The Lean Budgeting process requires a change in mentality in two ways:
- Budgets are a means to increase speed rather than to minimize risk
- Lean Budgeting requires a short cycled decision-making process
Budgets are a means to increase speed rather than to minimize risk
In traditional budgeting cycles, budgets are effectively used as a means to reduce the maximum risk the company can incur. For instance by limiting the amount of money to be spent on a project to X-20% of which the value is predicted to be X. In this way, the company ensures a profit margin of at least 20%. By applying the same principles to innovation budgets, the organization is forced to make predictions of the potential value of the innovation. With most innovations, such predictions are simply impossible to make. In much the same way it is very difficult to predict a realistic budget for the development and implementation of the innovation.
Effective innovation budgeting does not take a risk-mitigating approach. Instead, it sets out to fund the innovation development in stages in such a way that the budget stimulates finding the smallest possible solution to the biggest problem for further success. By limiting the budget, the organization stimulates the innovation team to be creative in proving the potential success of the idea as quickly as possible, rather than overspend on the assumption-heavy technological development or ‘gung-ho’ market introductions. This is, however, not achieved by providing as little funds as possible, but by reducing the budget in combination with the available time in which it can be spent. Each stage of development should be limited in time and funded well enough to achieve the goal of each development cycle, but no more than that. Innovators and the Innovation Team should feel challenged and enabled to reach their objective, but not stricken for cash.

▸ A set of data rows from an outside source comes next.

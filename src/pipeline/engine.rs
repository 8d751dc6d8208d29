//! Launch pipeline - orchestrates one cluster launch end to end
//!
//! Five discrete stages run in order; any error falls through a single
//! Fail transition that records the stage name and the cause, publishes a
//! failure notification, and returns. No resource exists until the create
//! stage, so every validation failure is side-effect free.

use crate::completion::{
    CompletionBackend, CompletionOutcome, CompletionTracker, LocalCompletion, PollSwitch,
    StatusPoller,
};
use crate::core::document::{FieldPath, LaunchDocument};
use crate::core::error::LaunchError;
use crate::core::overrides::{self, OverrideSpec};
use crate::notify::Notifier;
use crate::pipeline::context::ExecutionContext;
use crate::pipeline::input::LaunchInput;
use crate::provision::{with_retries, ClusterApi, ClusterStatus, ClusterStep, RetryPolicy};
use crate::registry::templates::TemplateStore;
use serde_json::{json, Value};
use std::collections::BTreeMap;
use std::sync::Arc;
use std::time::Duration;
use tokio::sync::Mutex;
use tokio::task::JoinHandle;
use tracing::{info, warn};
use uuid::Uuid;

/// The discrete stages of a launch run
#[derive(Debug, Clone, Copy, PartialEq, Eq)]
pub enum Stage {
    LoadConfiguration,
    ResolveOverrides,
    GuardAlreadyRunning,
    MergeRuntimeTags,
    CreateResource,
}

impl Stage {
    pub fn name(&self) -> &'static str {
        match self {
            Stage::LoadConfiguration => "load-configuration",
            Stage::ResolveOverrides => "resolve-overrides",
            Stage::GuardAlreadyRunning => "guard-already-running",
            Stage::MergeRuntimeTags => "merge-runtime-tags",
            Stage::CreateResource => "create-resource",
        }
    }

    const ORDER: [Stage; 5] = [
        Stage::LoadConfiguration,
        Stage::ResolveOverrides,
        Stage::GuardAlreadyRunning,
        Stage::MergeRuntimeTags,
        Stage::CreateResource,
    ];
}

impl std::fmt::Display for Stage {
    fn fmt(&self, f: &mut std::fmt::Formatter<'_>) -> std::fmt::Result {
        write!(f, "{}", self.name())
    }
}

/// Events that can occur during a launch run
#[derive(Debug, Clone)]
pub enum LaunchEvent {
    LaunchStarted {
        execution_id: Uuid,
        function: String,
    },
    StageStarted {
        stage: Stage,
    },
    StageCompleted {
        stage: Stage,
    },
    ClusterCreated {
        execution_id: Uuid,
        cluster_id: String,
    },
    LaunchSucceeded {
        execution_id: Uuid,
        cluster_id: String,
    },
    LaunchFailed {
        execution_id: Uuid,
        stage: Stage,
        error: String,
    },
}

/// Type for event handlers
pub type EventHandler = Arc<dyn Fn(LaunchEvent) + Send + Sync>;

/// Tuning knobs shared by every run through one pipeline
#[derive(Debug, Clone, Copy)]
pub struct PipelineSettings {
    /// Retry budget for each external call
    pub retry: RetryPolicy,
    /// Status poll cadence; also paces heartbeats, so it must undercut the
    /// completion backend's watchdog timeout
    pub poll_interval: Duration,
}

impl Default for PipelineSettings {
    fn default() -> Self {
        Self {
            retry: RetryPolicy::default(),
            poll_interval: Duration::from_secs(30),
        }
    }
}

Lean Budgeting requires a short cycled decision-making process
Traditionally, the budgeting process is a ‘once-a-year-all-encompassing’-process. This is not the case in Lean Budgeting. Although in most organizations the total innovation budget will be fixed at the beginning of each year, the Lean Budgeting principle requires that budget allocations are made at least once every six weeks. At the end of every Six Weeks Innovation Challenge (SWICH) each innovation should receive an immediate and definitive answer to the questions whether or not budget for the next iteration of experimentation will be granted by the Continuous Innovation Board (or through delegation by the Innovation Coaches). For the CIB to be able to make such a swift decision the following needs to be in place at the end of each iteration:
- The specific time at which the decision needs to be made needs to be fixed.
- The criteria for making a positive decision need to be known beforehand (in fact, it should already be clear for all, before the decision is made, if these criteria are met).
- The availability of funds needs to be certain.